### [MATERIAL FOR THIS EXERCISE]
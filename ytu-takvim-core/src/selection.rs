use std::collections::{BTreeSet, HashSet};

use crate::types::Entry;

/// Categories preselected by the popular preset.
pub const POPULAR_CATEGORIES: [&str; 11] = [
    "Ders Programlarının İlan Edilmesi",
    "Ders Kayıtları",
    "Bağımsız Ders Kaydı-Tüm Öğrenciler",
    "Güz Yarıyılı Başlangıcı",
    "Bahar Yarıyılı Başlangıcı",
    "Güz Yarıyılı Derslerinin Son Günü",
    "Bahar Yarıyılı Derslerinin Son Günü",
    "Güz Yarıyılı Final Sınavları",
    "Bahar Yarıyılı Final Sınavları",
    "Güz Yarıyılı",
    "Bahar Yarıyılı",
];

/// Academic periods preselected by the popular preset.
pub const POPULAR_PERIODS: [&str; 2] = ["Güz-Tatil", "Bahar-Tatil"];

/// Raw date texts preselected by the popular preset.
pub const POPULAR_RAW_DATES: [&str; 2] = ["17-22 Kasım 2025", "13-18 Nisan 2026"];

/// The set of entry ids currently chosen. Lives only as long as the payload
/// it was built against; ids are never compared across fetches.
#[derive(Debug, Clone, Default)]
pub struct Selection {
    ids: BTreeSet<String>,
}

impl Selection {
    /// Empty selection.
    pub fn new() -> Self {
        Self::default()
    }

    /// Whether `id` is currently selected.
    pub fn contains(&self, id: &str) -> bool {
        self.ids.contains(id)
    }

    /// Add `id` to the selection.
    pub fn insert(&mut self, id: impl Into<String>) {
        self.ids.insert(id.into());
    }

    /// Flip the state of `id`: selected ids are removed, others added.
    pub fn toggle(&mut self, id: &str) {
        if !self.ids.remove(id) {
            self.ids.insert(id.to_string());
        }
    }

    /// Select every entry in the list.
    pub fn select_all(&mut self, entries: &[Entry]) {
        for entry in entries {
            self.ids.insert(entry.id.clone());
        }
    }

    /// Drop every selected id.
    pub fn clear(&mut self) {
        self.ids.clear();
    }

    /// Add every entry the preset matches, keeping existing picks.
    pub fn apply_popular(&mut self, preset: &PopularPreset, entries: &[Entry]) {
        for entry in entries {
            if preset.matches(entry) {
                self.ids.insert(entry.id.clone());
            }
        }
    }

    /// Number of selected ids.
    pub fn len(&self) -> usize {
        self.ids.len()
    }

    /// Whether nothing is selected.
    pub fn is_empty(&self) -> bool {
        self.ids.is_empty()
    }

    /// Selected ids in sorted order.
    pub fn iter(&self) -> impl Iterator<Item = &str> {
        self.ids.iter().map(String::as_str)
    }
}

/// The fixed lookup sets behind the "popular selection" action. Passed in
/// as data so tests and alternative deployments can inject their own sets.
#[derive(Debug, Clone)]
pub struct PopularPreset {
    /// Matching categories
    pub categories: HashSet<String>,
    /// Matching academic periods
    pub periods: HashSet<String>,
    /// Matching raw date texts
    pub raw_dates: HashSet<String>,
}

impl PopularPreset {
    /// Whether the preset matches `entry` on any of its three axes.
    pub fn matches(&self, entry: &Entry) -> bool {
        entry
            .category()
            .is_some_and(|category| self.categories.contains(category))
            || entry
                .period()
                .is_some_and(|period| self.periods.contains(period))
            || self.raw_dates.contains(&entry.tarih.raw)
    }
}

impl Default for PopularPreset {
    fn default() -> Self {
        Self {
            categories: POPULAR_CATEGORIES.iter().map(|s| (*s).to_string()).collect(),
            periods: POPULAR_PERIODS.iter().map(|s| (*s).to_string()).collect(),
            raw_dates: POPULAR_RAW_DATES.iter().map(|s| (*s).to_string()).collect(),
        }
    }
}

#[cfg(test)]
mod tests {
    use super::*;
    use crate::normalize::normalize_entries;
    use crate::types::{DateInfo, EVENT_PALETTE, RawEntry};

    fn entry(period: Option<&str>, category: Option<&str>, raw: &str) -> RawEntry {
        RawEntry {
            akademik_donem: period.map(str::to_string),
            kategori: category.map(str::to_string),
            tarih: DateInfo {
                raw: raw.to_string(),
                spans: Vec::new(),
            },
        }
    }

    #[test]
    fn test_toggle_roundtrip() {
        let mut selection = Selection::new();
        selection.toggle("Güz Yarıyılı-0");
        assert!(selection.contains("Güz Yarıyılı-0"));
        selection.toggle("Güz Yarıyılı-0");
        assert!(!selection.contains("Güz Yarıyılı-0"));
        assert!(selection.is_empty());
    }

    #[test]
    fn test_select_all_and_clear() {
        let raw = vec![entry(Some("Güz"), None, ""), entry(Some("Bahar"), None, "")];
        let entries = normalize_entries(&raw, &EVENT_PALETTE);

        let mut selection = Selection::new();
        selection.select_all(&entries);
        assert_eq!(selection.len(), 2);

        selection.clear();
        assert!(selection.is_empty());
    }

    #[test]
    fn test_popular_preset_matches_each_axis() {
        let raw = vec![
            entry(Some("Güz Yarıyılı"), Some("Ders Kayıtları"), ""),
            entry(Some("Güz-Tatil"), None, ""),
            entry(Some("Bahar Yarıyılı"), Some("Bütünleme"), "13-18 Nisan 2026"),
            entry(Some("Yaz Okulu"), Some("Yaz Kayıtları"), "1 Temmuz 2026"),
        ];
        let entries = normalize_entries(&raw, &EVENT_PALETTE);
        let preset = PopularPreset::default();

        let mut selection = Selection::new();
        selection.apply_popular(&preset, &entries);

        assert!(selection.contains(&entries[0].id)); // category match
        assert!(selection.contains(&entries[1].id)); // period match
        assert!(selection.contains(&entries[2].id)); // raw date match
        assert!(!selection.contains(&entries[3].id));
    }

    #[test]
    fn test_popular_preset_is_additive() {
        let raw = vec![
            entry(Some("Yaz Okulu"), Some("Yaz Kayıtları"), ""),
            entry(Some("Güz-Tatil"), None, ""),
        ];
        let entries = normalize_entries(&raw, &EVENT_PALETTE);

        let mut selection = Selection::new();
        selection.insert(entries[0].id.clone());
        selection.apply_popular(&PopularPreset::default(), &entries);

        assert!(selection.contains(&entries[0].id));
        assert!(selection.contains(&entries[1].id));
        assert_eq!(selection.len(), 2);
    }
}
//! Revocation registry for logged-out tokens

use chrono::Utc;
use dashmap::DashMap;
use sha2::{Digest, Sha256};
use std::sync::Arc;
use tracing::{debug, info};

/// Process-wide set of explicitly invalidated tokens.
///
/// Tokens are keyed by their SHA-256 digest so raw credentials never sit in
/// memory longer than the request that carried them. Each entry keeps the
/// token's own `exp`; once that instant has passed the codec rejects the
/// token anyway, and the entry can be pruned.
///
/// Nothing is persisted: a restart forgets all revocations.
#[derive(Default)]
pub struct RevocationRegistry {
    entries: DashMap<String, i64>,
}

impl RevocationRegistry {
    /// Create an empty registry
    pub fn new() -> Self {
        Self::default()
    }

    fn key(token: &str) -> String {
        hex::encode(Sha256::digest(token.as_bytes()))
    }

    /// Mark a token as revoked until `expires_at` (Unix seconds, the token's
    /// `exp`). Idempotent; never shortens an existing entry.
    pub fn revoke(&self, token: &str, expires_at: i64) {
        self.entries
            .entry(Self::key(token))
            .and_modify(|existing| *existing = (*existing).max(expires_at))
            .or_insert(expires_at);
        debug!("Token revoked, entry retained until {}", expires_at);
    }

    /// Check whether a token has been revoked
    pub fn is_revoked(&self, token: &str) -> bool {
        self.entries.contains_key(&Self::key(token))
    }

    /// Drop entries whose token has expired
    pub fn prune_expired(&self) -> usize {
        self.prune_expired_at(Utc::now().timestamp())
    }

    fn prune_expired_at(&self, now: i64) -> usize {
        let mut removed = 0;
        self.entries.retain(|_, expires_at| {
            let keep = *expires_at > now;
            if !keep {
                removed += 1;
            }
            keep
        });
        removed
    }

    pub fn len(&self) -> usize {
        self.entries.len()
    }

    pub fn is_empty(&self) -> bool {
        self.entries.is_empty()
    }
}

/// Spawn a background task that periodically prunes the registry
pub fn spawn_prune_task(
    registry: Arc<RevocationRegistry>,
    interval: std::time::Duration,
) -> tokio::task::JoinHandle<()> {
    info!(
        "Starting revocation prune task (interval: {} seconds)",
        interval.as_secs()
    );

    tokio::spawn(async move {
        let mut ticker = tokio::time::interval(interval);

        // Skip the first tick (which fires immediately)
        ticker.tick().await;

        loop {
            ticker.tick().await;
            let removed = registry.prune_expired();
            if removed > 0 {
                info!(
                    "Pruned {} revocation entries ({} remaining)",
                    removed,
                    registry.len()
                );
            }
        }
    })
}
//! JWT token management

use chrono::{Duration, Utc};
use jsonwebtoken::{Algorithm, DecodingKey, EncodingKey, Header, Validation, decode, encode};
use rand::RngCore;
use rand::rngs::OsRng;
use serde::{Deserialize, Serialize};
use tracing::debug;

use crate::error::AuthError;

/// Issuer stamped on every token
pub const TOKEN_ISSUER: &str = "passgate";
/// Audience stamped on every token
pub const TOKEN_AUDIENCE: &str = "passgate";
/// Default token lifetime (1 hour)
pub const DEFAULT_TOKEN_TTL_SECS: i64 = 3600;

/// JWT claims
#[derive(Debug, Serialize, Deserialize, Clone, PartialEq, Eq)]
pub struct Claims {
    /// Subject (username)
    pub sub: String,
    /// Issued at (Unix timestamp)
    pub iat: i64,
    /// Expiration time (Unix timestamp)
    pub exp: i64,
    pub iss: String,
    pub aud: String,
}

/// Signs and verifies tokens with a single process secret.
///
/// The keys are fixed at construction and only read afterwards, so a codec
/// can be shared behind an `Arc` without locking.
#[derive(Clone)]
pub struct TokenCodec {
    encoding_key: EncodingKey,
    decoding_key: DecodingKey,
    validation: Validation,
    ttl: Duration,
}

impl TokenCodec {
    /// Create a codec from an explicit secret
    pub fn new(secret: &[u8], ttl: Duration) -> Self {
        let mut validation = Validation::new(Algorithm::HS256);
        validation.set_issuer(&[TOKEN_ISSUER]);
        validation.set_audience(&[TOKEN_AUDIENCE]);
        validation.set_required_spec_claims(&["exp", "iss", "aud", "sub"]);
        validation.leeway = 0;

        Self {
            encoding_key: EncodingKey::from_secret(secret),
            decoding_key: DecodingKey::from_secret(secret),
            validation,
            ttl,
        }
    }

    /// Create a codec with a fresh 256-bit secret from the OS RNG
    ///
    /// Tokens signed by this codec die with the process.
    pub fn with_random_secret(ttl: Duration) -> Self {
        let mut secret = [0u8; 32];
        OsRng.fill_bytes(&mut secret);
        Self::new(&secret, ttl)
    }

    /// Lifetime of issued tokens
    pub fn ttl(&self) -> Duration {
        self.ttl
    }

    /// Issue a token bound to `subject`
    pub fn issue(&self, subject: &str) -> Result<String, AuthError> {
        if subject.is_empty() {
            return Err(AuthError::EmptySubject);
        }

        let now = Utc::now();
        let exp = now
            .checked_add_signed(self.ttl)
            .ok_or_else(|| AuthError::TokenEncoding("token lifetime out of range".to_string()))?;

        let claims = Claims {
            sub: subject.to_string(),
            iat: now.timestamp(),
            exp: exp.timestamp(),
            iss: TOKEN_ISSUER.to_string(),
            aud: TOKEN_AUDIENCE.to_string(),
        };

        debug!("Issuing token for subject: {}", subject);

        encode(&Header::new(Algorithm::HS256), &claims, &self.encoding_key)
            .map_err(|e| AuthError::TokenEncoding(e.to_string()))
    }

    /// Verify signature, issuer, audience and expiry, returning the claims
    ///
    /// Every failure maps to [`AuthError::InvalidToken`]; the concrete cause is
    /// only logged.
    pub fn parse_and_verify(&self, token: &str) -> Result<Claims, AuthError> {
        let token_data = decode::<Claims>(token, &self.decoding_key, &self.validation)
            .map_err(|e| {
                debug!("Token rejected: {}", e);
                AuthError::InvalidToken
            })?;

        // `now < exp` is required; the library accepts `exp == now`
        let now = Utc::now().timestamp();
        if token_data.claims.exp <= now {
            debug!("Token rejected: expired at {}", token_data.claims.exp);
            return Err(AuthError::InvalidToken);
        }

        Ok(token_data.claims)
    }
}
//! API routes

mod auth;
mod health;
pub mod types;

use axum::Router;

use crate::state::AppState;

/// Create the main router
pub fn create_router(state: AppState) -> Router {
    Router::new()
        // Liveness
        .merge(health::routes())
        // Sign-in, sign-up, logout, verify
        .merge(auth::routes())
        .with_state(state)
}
* * *
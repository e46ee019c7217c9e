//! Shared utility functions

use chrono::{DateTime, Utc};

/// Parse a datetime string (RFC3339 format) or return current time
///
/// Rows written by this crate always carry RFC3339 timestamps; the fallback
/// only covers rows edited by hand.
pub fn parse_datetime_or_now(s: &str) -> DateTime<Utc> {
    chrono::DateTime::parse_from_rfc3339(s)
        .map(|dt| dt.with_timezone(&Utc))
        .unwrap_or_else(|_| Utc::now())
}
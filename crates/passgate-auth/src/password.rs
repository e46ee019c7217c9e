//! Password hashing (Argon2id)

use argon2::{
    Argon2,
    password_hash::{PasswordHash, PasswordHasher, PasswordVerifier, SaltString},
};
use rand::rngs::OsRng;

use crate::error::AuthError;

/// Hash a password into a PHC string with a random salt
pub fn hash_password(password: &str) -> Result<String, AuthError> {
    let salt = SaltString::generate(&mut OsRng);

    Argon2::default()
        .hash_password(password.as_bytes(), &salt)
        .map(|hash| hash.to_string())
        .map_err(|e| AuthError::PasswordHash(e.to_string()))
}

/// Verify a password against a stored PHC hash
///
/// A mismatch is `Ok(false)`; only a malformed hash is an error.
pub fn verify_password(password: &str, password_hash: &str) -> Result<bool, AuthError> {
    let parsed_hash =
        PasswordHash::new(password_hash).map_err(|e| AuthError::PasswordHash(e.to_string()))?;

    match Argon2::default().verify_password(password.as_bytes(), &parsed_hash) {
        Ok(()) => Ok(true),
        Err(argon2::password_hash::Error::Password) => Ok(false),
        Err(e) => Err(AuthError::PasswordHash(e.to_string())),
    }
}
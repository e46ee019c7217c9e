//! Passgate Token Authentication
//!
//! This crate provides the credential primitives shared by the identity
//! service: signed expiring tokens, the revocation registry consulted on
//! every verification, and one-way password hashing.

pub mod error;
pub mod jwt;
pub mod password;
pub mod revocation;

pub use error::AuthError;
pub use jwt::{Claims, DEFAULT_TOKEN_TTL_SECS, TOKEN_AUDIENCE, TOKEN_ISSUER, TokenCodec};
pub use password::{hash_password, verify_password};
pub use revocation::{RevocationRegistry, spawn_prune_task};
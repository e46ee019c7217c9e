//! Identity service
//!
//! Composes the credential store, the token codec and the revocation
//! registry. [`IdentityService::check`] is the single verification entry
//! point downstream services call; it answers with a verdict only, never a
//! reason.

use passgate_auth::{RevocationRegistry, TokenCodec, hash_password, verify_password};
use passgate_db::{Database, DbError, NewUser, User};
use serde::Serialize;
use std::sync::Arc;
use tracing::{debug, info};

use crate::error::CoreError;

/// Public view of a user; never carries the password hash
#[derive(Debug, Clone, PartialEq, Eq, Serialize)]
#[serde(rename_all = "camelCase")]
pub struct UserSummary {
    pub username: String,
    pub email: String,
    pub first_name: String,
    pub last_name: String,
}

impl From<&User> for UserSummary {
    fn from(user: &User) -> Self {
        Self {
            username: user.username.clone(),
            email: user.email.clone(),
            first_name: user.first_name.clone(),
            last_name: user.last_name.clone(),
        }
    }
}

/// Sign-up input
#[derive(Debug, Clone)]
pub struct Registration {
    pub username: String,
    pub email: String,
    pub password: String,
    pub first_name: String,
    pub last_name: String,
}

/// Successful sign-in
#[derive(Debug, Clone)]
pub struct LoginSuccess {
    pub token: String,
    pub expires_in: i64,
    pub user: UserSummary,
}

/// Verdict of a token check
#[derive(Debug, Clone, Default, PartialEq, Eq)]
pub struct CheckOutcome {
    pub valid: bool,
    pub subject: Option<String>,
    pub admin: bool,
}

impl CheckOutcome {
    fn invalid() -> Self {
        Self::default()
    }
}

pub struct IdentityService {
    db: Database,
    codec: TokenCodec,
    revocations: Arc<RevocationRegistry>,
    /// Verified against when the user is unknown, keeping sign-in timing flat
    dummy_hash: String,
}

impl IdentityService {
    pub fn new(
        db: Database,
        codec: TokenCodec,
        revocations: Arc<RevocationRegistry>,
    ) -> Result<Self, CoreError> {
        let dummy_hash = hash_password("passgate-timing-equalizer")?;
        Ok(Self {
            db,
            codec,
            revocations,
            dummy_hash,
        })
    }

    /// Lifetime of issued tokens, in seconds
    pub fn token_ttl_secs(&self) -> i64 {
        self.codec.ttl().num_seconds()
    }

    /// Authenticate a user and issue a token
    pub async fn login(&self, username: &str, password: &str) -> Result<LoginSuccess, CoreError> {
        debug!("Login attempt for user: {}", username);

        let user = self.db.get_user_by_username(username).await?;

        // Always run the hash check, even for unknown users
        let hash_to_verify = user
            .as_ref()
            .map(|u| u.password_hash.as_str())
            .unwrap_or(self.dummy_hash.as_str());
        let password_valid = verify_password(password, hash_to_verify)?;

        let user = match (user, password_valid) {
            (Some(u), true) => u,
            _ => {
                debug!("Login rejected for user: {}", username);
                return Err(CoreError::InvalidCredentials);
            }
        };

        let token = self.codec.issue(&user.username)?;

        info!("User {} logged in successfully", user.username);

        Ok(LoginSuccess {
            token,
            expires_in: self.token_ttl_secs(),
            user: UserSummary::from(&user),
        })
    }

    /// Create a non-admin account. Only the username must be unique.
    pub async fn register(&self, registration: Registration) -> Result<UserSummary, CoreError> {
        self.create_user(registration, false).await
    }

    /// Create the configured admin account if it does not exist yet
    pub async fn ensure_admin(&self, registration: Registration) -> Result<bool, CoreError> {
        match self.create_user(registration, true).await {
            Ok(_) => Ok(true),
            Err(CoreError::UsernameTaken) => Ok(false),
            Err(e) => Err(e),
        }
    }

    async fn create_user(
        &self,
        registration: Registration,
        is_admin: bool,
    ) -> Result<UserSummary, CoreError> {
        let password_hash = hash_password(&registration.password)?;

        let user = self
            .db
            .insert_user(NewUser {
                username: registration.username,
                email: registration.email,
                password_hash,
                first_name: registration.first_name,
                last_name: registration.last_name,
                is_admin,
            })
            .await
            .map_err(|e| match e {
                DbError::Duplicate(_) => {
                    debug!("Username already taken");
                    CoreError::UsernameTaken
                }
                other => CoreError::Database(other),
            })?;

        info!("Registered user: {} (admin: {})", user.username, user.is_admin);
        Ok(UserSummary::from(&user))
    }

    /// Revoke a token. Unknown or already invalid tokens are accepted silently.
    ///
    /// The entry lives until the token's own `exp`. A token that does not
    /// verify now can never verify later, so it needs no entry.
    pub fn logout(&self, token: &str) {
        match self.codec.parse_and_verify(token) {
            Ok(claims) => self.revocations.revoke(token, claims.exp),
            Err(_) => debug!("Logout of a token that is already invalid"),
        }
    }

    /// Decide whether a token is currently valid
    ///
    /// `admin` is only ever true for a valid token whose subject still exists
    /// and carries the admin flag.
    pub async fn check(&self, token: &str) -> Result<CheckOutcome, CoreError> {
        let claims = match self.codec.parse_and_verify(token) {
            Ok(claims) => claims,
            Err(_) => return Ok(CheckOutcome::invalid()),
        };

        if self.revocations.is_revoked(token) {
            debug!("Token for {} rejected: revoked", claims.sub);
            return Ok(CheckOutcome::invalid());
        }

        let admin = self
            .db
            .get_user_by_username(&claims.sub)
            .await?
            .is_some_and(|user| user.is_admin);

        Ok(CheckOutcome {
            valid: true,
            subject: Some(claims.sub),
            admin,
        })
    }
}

### [WHAT IS BEING ASKED]
Please give an exact copy of the lines above, beginning with the line containing "if removed >" and running through the line containing "OsRng.fill_bytes(&mut secret);", and of no other lines.

### [EXERCISE RESPONSE]
            if removed > 0 {
                info!(
                    "Pruned {} revocation entries ({} remaining)",
                    removed,
                    registry.len()
                );
            }
        }
    })
}
//! JWT token management

use chrono::{Duration, Utc};
use jsonwebtoken::{Algorithm, DecodingKey, EncodingKey, Header, Validation, decode, encode};
use rand::RngCore;
use rand::rngs::OsRng;
use serde::{Deserialize, Serialize};
use tracing::debug;

use crate::error::AuthError;

/// Issuer stamped on every token
pub const TOKEN_ISSUER: &str = "passgate";
/// Audience stamped on every token
pub const TOKEN_AUDIENCE: &str = "passgate";
/// Default token lifetime (1 hour)
pub const DEFAULT_TOKEN_TTL_SECS: i64 = 3600;

/// JWT claims
#[derive(Debug, Serialize, Deserialize, Clone, PartialEq, Eq)]
pub struct Claims {
    /// Subject (username)
    pub sub: String,
    /// Issued at (Unix timestamp)
    pub iat: i64,
    /// Expiration time (Unix timestamp)
    pub exp: i64,
    pub iss: String,
    pub aud: String,
}

/// Signs and verifies tokens with a single process secret.
///
/// The keys are fixed at construction and only read afterwards, so a codec
/// can be shared behind an `Arc` without locking.
#[derive(Clone)]
pub struct TokenCodec {
    encoding_key: EncodingKey,
    decoding_key: DecodingKey,
    validation: Validation,
    ttl: Duration,
}

impl TokenCodec {
    /// Create a codec from an explicit secret
    pub fn new(secret: &[u8], ttl: Duration) -> Self {
        let mut validation = Validation::new(Algorithm::HS256);
        validation.set_issuer(&[TOKEN_ISSUER]);
        validation.set_audience(&[TOKEN_AUDIENCE]);
        validation.set_required_spec_claims(&["exp", "iss", "aud", "sub"]);
        validation.leeway = 0;

        Self {
            encoding_key: EncodingKey::from_secret(secret),
            decoding_key: DecodingKey::from_secret(secret),
            validation,
            ttl,
        }
    }

    /// Create a codec with a fresh 256-bit secret from the OS RNG
    ///
    /// Tokens signed by this codec die with the process.
    pub fn with_random_secret(ttl: Duration) -> Self {
        let mut secret = [0u8; 32];
        OsRng.fill_bytes(&mut secret);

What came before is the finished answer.